— Assignment —
Provide the entries once more, identical in every word.

[Dataset excerpts]
***

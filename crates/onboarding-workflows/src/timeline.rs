// Copyright (C) 2025 SyncMyOrders Sp. z o.o.
// SPDX-License-Identifier: AGPL-3.0-or-later
//! Onboarding timeline.
//!
//! All checkpoints are absolute offsets from the process start time:
//!
//! ```text
//! Day 0  → process starts (first payment received)
//! Day 30 → reminder
//! Day 60 → reminder
//! Day 90 → deadline: payments are disabled without a document
//! ```
//!
//! The length of a day is configurable so that demos can run a whole
//! timeline in minutes.

use std::time::Duration;

use chrono::{DateTime, Utc};

use crate::constants::DEADLINE_DAY_90;

const STANDARD_DAY: Duration = Duration::from_secs(24 * 60 * 60);

#[derive(Debug, Clone, Copy, PartialEq, Eq)]
pub struct Timeline {
    day: Duration,
}

impl Default for Timeline {
    fn default() -> Self {
        Self::standard()
    }
}

impl Timeline {
    /// Calendar timeline with 24 hour days.
    pub const fn standard() -> Self {
        Self { day: STANDARD_DAY }
    }

    /// Timeline with a custom day length. `None` for a zero length.
    pub fn with_day_length(day: Duration) -> Option<Self> {
        if day.is_zero() {
            return None;
        }
        Some(Self { day })
    }

    pub fn day_length(&self) -> Duration {
        self.day
    }

    /// Span of `n` timeline days.
    pub fn days(&self, n: u32) -> chrono::Duration {
        self.day
            .checked_mul(n)
            .and_then(|span| chrono::Duration::from_std(span).ok())
            .unwrap_or(chrono::Duration::MAX)
    }

    /// Instant `day` timeline days after `start`.
    pub fn at_day(&self, start: DateTime<Utc>, day: u32) -> DateTime<Utc> {
        start
            .checked_add_signed(self.days(day))
            .unwrap_or(DateTime::<Utc>::MAX_UTC)
    }

    /// The day-90 deadline of a process started at `start`.
    pub fn deadline(&self, start: DateTime<Utc>) -> DateTime<Utc> {
        self.at_day(start, DEADLINE_DAY_90)
    }

    /// Whole timeline days in `span`, rounded towards negative infinity.
    pub fn whole_days(&self, span: chrono::Duration) -> i64 {
        let day_ms = i64::try_from(self.day.as_millis()).unwrap_or(i64::MAX).max(1);
        span.num_milliseconds().div_euclid(day_ms)
    }
}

***

— Written response —
filename crates/onboarding-workflows/src/timeline.rs
// Copyright (C) 2025 SyncMyOrders Sp. z o.o.
// SPDX-License-Identifier: AGPL-3.0-or-later
//! Onboarding timeline.
//!
//! All checkpoints are absolute offsets from the process start time:
//!
//! ```text
//! Day 0  → process starts (first payment received)
//! Day 30 → reminder
//! Day 60 → reminder
//! Day 90 → deadline: payments are disabled without a document
//! ```
//!
//! The length of a day is configurable so that demos can run a whole
//! timeline in minutes.

use std::time::Duration;

use chrono::{DateTime, Utc};

use crate::constants::DEADLINE_DAY_90;

const STANDARD_DAY: Duration = Duration::from_secs(24 * 60 * 60);

#[derive(Debug, Clone, Copy, PartialEq, Eq)]
pub struct Timeline {
    day: Duration,
}

impl Default for Timeline {
    fn default() -> Self {
        Self::standard()
    }
}

impl Timeline {
    /// Calendar timeline with 24 hour days.
    pub const fn standard() -> Self {
        Self { day: STANDARD_DAY }
    }

    /// Timeline with a custom day length. `None` for a zero length.
    pub fn with_day_length(day: Duration) -> Option<Self> {
        if day.is_zero() {
            return None;
        }
        Some(Self { day })
    }

    pub fn day_length(&self) -> Duration {
        self.day
    }

    /// Span of `n` timeline days.
    pub fn days(&self, n: u32) -> chrono::Duration {
        self.day
            .checked_mul(n)
            .and_then(|span| chrono::Duration::from_std(span).ok())
            .unwrap_or(chrono::Duration::MAX)
    }

    /// Instant `day` timeline days after `start`.
    pub fn at_day(&self, start: DateTime<Utc>, day: u32) -> DateTime<Utc> {
        start
            .checked_add_signed(self.days(day))
            .unwrap_or(DateTime::<Utc>::MAX_UTC)
    }

    /// The day-90 deadline of a process started at `start`.
    pub fn deadline(&self, start: DateTime<Utc>) -> DateTime<Utc> {
        self.at_day(start, DEADLINE_DAY_90)
    }

    /// Whole timeline days in `span`, rounded towards negative infinity.
    pub fn whole_days(&self, span: chrono::Duration) -> i64 {
        let day_ms = i64::try_from(self.day.as_millis()).unwrap_or(i64::MAX).max(1);
        span.num_milliseconds().div_euclid(day_ms)
    }
}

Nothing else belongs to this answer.